What to do:
In the entries below, find the line with "host has no" and the line with "fn issue(port: u16, desc_virt: u64)". Return those two lines and all lines between them, exactly.

___ Extracted information

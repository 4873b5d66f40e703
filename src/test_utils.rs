use crate::allocator::{Allocator, Global};
use crate::{Error, Result};

use alloc::rc::Rc;
use core::alloc::Layout;
use core::cell::Cell;
use core::ptr::NonNull;

pub(crate) const RNG_SEED: [u8; 32] = [
    0x54, 0x32, 0x10, 0x12, 0x34, 0x54, 0x32, 0x10, 0x0b, 0xad, 0xf0, 0x0d, 0xde, 0xad, 0xbe, 0xef,
    0x01, 0x23, 0x45, 0x67, 0x89, 0xab, 0xcd, 0xef, 0xfe, 0xdc, 0xba, 0x98, 0x76, 0x54, 0x32, 0x10,
];

#[derive(Clone, Default)]
pub(crate) struct DropCounter {
    count: Rc<Cell<usize>>,
}

impl DropCounter {
    pub(crate) fn new() -> Self {
        Self::default()
    }

    pub(crate) fn dropped(&self) -> usize {
        self.count.get()
    }

    pub(crate) fn new_droppable<T>(&self, value: T) -> Droppable<T> {
        Droppable {
            value,
            counter: self.count.clone(),
        }
    }
}

#[derive(Clone, Debug)]
pub(crate) struct Droppable<T = usize> {
    pub(crate) value: T,
    counter: Rc<Cell<usize>>,
}

impl<T: PartialEq> PartialEq for Droppable<T> {
    fn eq(&self, rhs: &Self) -> bool {
        self.value == rhs.value
    }
}

impl<T> Drop for Droppable<T> {
    fn drop(&mut self) {
        self.counter.set(self.counter.get() + 1);
    }
}

/// A value whose `clone` panics once `fuse` clones have been made.
#[derive(Debug)]
pub(crate) struct Fused {
    pub(crate) value: usize,
    fuse: Rc<Cell<usize>>,
    _counted: Droppable<()>,
}

impl Fused {
    pub(crate) fn new(value: usize, fuse: &Rc<Cell<usize>>, counter: &DropCounter) -> Self {
        Fused {
            value,
            fuse: fuse.clone(),
            _counted: counter.new_droppable(()),
        }
    }
}

impl Clone for Fused {
    fn clone(&self) -> Self {
        let remaining = self.fuse.get();
        if remaining == 0 {
            panic!("fuse burnt down");
        }
        self.fuse.set(remaining - 1);

        Fused {
            value: self.value,
            fuse: self.fuse.clone(),
            _counted: self._counted.clone(),
        }
    }
}

std::thread_local! {
    static LIVE_ALLOCATIONS: Cell<usize> = Cell::new(0);
    static FAIL_NEXT: Cell<bool> = Cell::new(false);
}

/// Forwards to [`Global`], counting live blocks per thread and optionally
/// refusing the next request.
#[derive(Copy, Clone, Debug, Default, PartialEq, Eq)]
pub(crate) struct Tracking;

impl Tracking {
    pub(crate) fn live() -> usize {
        LIVE_ALLOCATIONS.with(Cell::get)
    }

    pub(crate) fn fail_next_allocation() {
        FAIL_NEXT.with(|f| f.set(true));
    }
}

unsafe impl Allocator for Tracking {
    fn allocate_raw(&self, layout: Layout) -> Result<NonNull<u8>> {
        if FAIL_NEXT.with(|f| f.replace(false)) {
            return Err(Error::AllocFailed { layout });
        }

        let ptr = Global.allocate_raw(layout)?;
        LIVE_ALLOCATIONS.with(|n| n.set(n.get() + 1));
        Ok(ptr)
    }

    unsafe fn deallocate_raw(&self, ptr: NonNull<u8>, layout: Layout) {
        LIVE_ALLOCATIONS.with(|n| n.set(n.get() - 1));
        Global.deallocate_raw(ptr, layout);
    }
}
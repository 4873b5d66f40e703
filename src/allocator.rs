//! Element allocators: raw memory on one side, construction on the other.
//!
//! An [`Allocator`] hands out blocks of uninitialized slots and takes them
//! back; it never assumes any slot holds a value. Building a value into a
//! slot and tearing it down again are separate steps ([`construct`] and
//! [`destroy`]), so a container can decide exactly which slots are live.
//!
//! Allocators are stateless strategy objects. The typed helpers are generic
//! over the element type, so one allocator value serves every element type
//! without being rebound.
//!
//! [`construct`]: Allocator::construct
//! [`destroy`]: Allocator::destroy

use crate::{Error, Result};

use core::alloc::Layout;
use core::mem::size_of;
use core::ptr::{self, NonNull};

/// Computes the layout of `n` consecutive `T`s, rejecting sizes the address
/// space cannot hold.
#[inline]
pub(crate) fn array_layout<T>(n: usize) -> Result<Layout> {
    Layout::array::<T>(n).map_err(|_| Error::CapacityOverflow)
}

/// An interface for a source of uninitialized memory for use by containers.
///
/// # Safety
/// Implementors must return blocks that are valid for reads and writes of
/// `layout.size()` bytes, aligned to `layout.align()`, and that stay valid
/// until passed back to [`deallocate_raw`](Allocator::deallocate_raw). Clones
/// of an allocator must be interchangeable: a block obtained from one may be
/// released through any other.
pub unsafe trait Allocator: Clone {
    /// Attempts to allocate a block of memory described by `layout`.
    ///
    /// `layout.size()` is never zero; the typed helpers handle empty requests
    /// without calling this.
    fn allocate_raw(&self, layout: Layout) -> Result<NonNull<u8>>;

    /// Releases a block previously returned by [`allocate_raw`](Allocator::allocate_raw).
    ///
    /// # Safety
    /// `ptr` must denote a live block allocated by this allocator (or a clone
    /// of it) with exactly this `layout`.
    unsafe fn deallocate_raw(&self, ptr: NonNull<u8>, layout: Layout);

    /// Allocates room for `n` values of type `T`, none of them initialized.
    ///
    /// Empty requests (`n == 0`, or any `n` for a zero-sized `T`) do not touch
    /// the underlying memory source and yield a dangling pointer that must
    /// never be dereferenced.
    ///
    /// # Examples
    /// ```
    /// use vessel::{Allocator, Global};
    ///
    /// let slots = Global.allocate::<u32>(4).unwrap();
    /// unsafe {
    ///     Global.construct(slots, 7);
    ///     assert_eq!(*slots.as_ptr(), 7);
    ///     Global.destroy(slots);
    ///     Global.deallocate(slots, 4);
    /// }
    /// ```
    #[inline]
    fn allocate<T>(&self, n: usize) -> Result<NonNull<T>> {
        let layout = array_layout::<T>(n)?;
        if layout.size() == 0 {
            return Ok(NonNull::dangling());
        }

        self.allocate_raw(layout).map(NonNull::cast)
    }

    /// Releases `n` slots previously obtained from [`allocate`](Allocator::allocate).
    ///
    /// Releasing an empty block is a no-op. Values still stored in the slots
    /// are not dropped.
    ///
    /// # Safety
    /// `ptr` must have been returned by `allocate::<T>(n)` on this allocator
    /// (or a clone of it), with the same `n`, and not released since.
    #[inline]
    unsafe fn deallocate<T>(&self, ptr: NonNull<T>, n: usize) {
        let size = size_of::<T>() * n;
        if size == 0 {
            return;
        }

        let layout = Layout::from_size_align_unchecked(size, core::mem::align_of::<T>());
        self.deallocate_raw(ptr.cast(), layout);
    }

    /// Moves `value` into the uninitialized slot at `slot`.
    ///
    /// # Safety
    /// `slot` must be valid for writes and properly aligned. Any value
    /// previously stored there is overwritten without being dropped.
    #[inline]
    unsafe fn construct<T>(&self, slot: NonNull<T>, value: T) {
        slot.as_ptr().write(value);
    }

    /// Runs the destructor of the value at `slot`, leaving the slot
    /// uninitialized but still allocated.
    ///
    /// # Safety
    /// `slot` must hold a live value, which must not be used afterwards.
    #[inline]
    unsafe fn destroy<T>(&self, slot: NonNull<T>) {
        ptr::drop_in_place(slot.as_ptr());
    }

    /// Runs the destructors of `count` consecutive values starting at `first`.
    ///
    /// If one of the destructors panics, the remaining values are still
    /// dropped before the panic propagates.
    ///
    /// # Safety
    /// All `count` slots must hold live values, which must not be used
    /// afterwards.
    #[inline]
    unsafe fn destroy_range<T>(&self, first: NonNull<T>, count: usize) {
        ptr::drop_in_place(ptr::slice_from_raw_parts_mut(first.as_ptr(), count));
    }

    /// Returns the largest number of `T`s a single allocation could hold.
    ///
    /// # Examples
    /// ```
    /// use vessel::{Allocator, Global};
    ///
    /// assert_eq!(Global.max_size::<()>(), usize::MAX);
    /// assert_eq!(Global.max_size::<u64>(), isize::MAX as usize / 8);
    /// ```
    #[inline]
    fn max_size<T>(&self) -> usize {
        match size_of::<T>() {
            0 => usize::MAX,
            size => isize::MAX as usize / size,
        }
    }
}

/// The global memory allocator.
///
/// Forwards to whatever allocator is registered with `#[global_allocator]`,
/// the system allocator by default. All instances are equal.
#[derive(Copy, Clone, Debug, Default, PartialEq, Eq, Hash)]
pub struct Global;

unsafe impl Allocator for Global {
    #[inline]
    fn allocate_raw(&self, layout: Layout) -> Result<NonNull<u8>> {
        debug_assert!(layout.size() != 0);
        let ptr = unsafe { alloc::alloc::alloc(layout) };
        NonNull::new(ptr).ok_or(Error::AllocFailed { layout })
    }

    #[inline]
    unsafe fn deallocate_raw(&self, ptr: NonNull<u8>, layout: Layout) {
        alloc::alloc::dealloc(ptr.as_ptr(), layout);
    }
}
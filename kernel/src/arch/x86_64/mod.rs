/// x86_64 architecture support.
///
/// This module provides:
/// - Port I/O (in/out instructions) — the hypercall transport
/// - Serial console (COM1) for debug output
/// - CPU feature detection (RDRAND, TSC)
/// - TSC-based monotonic clock
/// - IDT + PIC for the virtual NIC interrupt line
pub mod serial;
pub mod cpu;
pub mod idt;
pub mod pic;
pub mod timer;

/// Halt the CPU until the next interrupt.
#[inline(always)]
pub fn hlt() {
    unsafe { core::arch::asm!("hlt", options(nostack, nomem)); }
}

/// Disable interrupts.
#[inline(always)]
pub fn cli() {
    unsafe { core::arch::asm!("cli", options(nostack, nomem)); }
}

/// Enable interrupts.
#[inline(always)]
pub fn sti() {
    unsafe { core::arch::asm!("sti", options(nostack, nomem)); }
}

/// Whether interrupts are currently enabled (RFLAGS.IF).
#[inline(always)]
pub fn interrupts_enabled() -> bool {
    let rflags: u64;
    unsafe {
        core::arch::asm!("pushfq", "pop {}", out(reg) rflags, options(nomem, preserves_flags));
    }
    rflags & (1 << 9) != 0
}

/// Write a byte to an I/O port.
#[inline(always)]
pub fn outb(port: u16, val: u8) {
    unsafe {
        core::arch::asm!(
            "out dx, al",
            in("dx") port,
            in("al") val,
            options(nostack, preserves_flags),
        );
    }
}

/// Read a byte from an I/O port.
#[inline(always)]
pub fn inb(port: u16) -> u8 {
    let val: u8;
    unsafe {
        core::arch::asm!(
            "in al, dx",
            in("dx") port,
            out("al") val,
            options(nostack, preserves_flags),
        );
    }
    val
}

/// Write a 32-bit value to an I/O port.
#[inline(always)]
pub fn outl(port: u16, val: u32) {
    unsafe {
        core::arch::asm!(
            "out dx, eax",
            in("dx") port,
            in("eax") val,
            options(nostack, preserves_flags),
        );
    }
}

/// Read a 32-bit value from an I/O port.
#[inline(always)]
pub fn inl(port: u16) -> u32 {
    let val: u32;
    unsafe {
        core::arch::asm!(
            "in eax, dx",
            in("dx") port,
            out("eax") val,
            options(nostack, preserves_flags),
        );
    }
    val
}
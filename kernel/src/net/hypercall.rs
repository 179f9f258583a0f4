/// Hypercall transport to the host-side virtual NIC.
///
/// Each operation writes the guest-physical address of a descriptor to a
/// dedicated I/O port; the hypervisor traps the access, reads or fills the
/// descriptor, and returns. The `HypercallPort` trait is the seam between
/// the driver and the transport so tests can run against a scripted port.
use static_assertions::const_assert_eq;

/// Port the MAC-address query descriptor is issued on.
pub const PORT_NETINFO: u16 = 0x600;
/// Port a transmit descriptor is issued on.
pub const PORT_NETWRITE: u16 = 0x640;
/// Port a receive descriptor is issued on.
pub const PORT_NETREAD: u16 = 0x680;
/// Port the attachment probe is issued on.
pub const PORT_NETSTAT: u16 = 0x700;

/// MAC address as the host reports it: 17 colon-hex characters plus a
/// NUL terminator.
pub const MAC_STR_LEN: usize = 18;

/// Descriptor filled by the host on a NETINFO hypercall.
#[repr(C)]
pub struct NetInfoDesc {
    pub mac_str: [u8; MAC_STR_LEN],
}

/// Descriptor for a NETWRITE hypercall. `data` is the guest-physical
/// address of the frame bytes; the host stores its result in `ret`.
#[repr(C)]
pub struct NetWriteDesc {
    pub data: u64,
    pub len: i32,
    pub ret: i32,
}

/// Descriptor for a NETREAD hypercall. `len` carries the buffer size in
/// and the frame size out; `ret` is zero when a frame was delivered.
#[repr(C)]
pub struct NetReadDesc {
    pub data: u64,
    pub len: i32,
    pub ret: i32,
}

/// Descriptor filled by the host on a NETSTAT hypercall. Non-zero
/// `status` means a virtual NIC is attached.
#[repr(C)]
pub struct NetStatDesc {
    pub status: i32,
}

const_assert_eq!(core::mem::size_of::<NetInfoDesc>(), 18);
const_assert_eq!(core::mem::size_of::<NetWriteDesc>(), 16);
const_assert_eq!(core::mem::size_of::<NetReadDesc>(), 16);
const_assert_eq!(core::mem::size_of::<NetStatDesc>(), 4);

/// Transport operations the driver needs from the hypervisor.
pub trait HypercallPort {
    /// Query the MAC address string of the attached NIC.
    fn netinfo(&mut self) -> [u8; MAC_STR_LEN];

    /// Whether a virtual NIC is attached at all.
    fn netstat(&mut self) -> bool;

    /// Hand one complete frame to the host. Returns the host's status
    /// code (zero on success).
    fn netwrite(&mut self, data: &[u8]) -> i32;

    /// Pull one pending frame into `buf`. `None` when the host has no
    /// frame queued.
    fn netread(&mut self, buf: &mut [u8]) -> Option<usize>;
}

#[cfg(not(test))]
pub use uhyve::UhyvePort;

#[cfg(not(test))]
mod uhyve {
    use core::ptr;

    use super::*;
    use crate::arch::x86_64::outl;
    use crate::mem::virt_to_phys;

    /// The real transport: descriptors on the stack, physical addresses
    /// out the I/O ports.
    pub struct UhyvePort;

    impl UhyvePort {
        pub const fn new() -> Self {
            Self
        }

        fn issue(port: u16, desc_virt: u64) {
            let phys = virt_to_phys(desc_virt);
            unsafe { outl(port, phys as u32) };
        }
    }

    impl HypercallPort for UhyvePort {
        fn netinfo(&mut self) -> [u8; MAC_STR_LEN] {
            let desc = NetInfoDesc {
                mac_str: [0; MAC_STR_LEN],
            };
            Self::issue(PORT_NETINFO, &desc as *const _ as u64);
            // The host wrote into the descriptor behind the compiler's
            // back.
            unsafe { ptr::read_volatile(&desc.mac_str) }
        }

        fn netstat(&mut self) -> bool {
            let desc = NetStatDesc { status: 0 };
            Self::issue(PORT_NETSTAT, &desc as *const _ as u64);
            unsafe { ptr::read_volatile(&desc.status) != 0 }
        }

        fn netwrite(&mut self, data: &[u8]) -> i32 {
            let desc = NetWriteDesc {
                data: virt_to_phys(data.as_ptr() as u64),
                len: data.len() as i32,
                ret: 0,
            };
            Self::issue(PORT_NETWRITE, &desc as *const _ as u64);
            unsafe { ptr::read_volatile(&desc.ret) }
        }

        fn netread(&mut self, buf: &mut [u8]) -> Option<usize> {
            let desc = NetReadDesc {
                data: virt_to_phys(buf.as_mut_ptr() as u64),
                len: buf.len() as i32,
                ret: -1,
            };
            Self::issue(PORT_NETREAD, &desc as *const _ as u64);
            let ret = unsafe { ptr::read_volatile(&desc.ret) };
            if ret != 0 {
                return None;
            }
            let len = unsafe { ptr::read_volatile(&desc.len) };
            Some(len as usize)
        }
    }
}
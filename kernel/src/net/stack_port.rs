/// Handoff from the driver's receive path into the protocol stack.
///
/// The driver never touches stack internals; it asks a `StackPort` for a
/// frame buffer and hands the filled frame back through it. The production
/// implementation marshals frames into a mailbox drained by the network
/// task, so the interrupt-side call never blocks.
use alloc::sync::Arc;

use super::frame::FrameChain;
use crate::sys::{Mailbox, SysError};

/// Segment size of the receive buffer pool.
pub const POOL_SEG_SIZE: usize = 512;

pub trait StackPort {
    /// Allocate a frame buffer of `len` bytes from the stack's pool.
    /// `None` when the pool is exhausted.
    fn alloc_frame(&mut self, len: usize) -> Option<FrameChain>;

    /// Deliver a filled frame to the stack. On failure the frame comes
    /// back so the caller can account for the drop.
    fn dispatch(&mut self, frame: FrameChain) -> Result<(), FrameChain>;
}

/// Stack port backed by a bounded mailbox. The network task holds the
/// other end and fetches frames out of interrupt context.
pub struct MailboxStackPort {
    frames: Arc<Mailbox<FrameChain>>,
}

impl MailboxStackPort {
    /// Create the port plus the consumer handle to its mailbox.
    pub fn new(capacity: usize) -> Result<(Self, Arc<Mailbox<FrameChain>>), SysError> {
        let frames = Arc::new(Mailbox::new(capacity)?);
        Ok((
            Self {
                frames: frames.clone(),
            },
            frames,
        ))
    }
}

impl StackPort for MailboxStackPort {
    fn alloc_frame(&mut self, len: usize) -> Option<FrameChain> {
        if len == 0 {
            return None;
        }
        Some(FrameChain::chunked(len, POOL_SEG_SIZE))
    }

    fn dispatch(&mut self, frame: FrameChain) -> Result<(), FrameChain> {
        // Interrupt-adjacent context: only the non-blocking post is legal.
        self.frames.try_post(frame)
    }
}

______

Task response:
    /// Pull one pending frame into `buf`. `None` when the host has no
    /// frame queued.
    fn netread(&mut self, buf: &mut [u8]) -> Option<usize>;
}

#[cfg(not(test))]
pub use uhyve::UhyvePort;

#[cfg(not(test))]
mod uhyve {
    use core::ptr;

    use super::*;
    use crate::arch::x86_64::outl;
    use crate::mem::virt_to_phys;

    /// The real transport: descriptors on the stack, physical addresses
    /// out the I/O ports.
    pub struct UhyvePort;

    impl UhyvePort {
        pub const fn new() -> Self {
            Self
        }

        fn issue(port: u16, desc_virt: u64) {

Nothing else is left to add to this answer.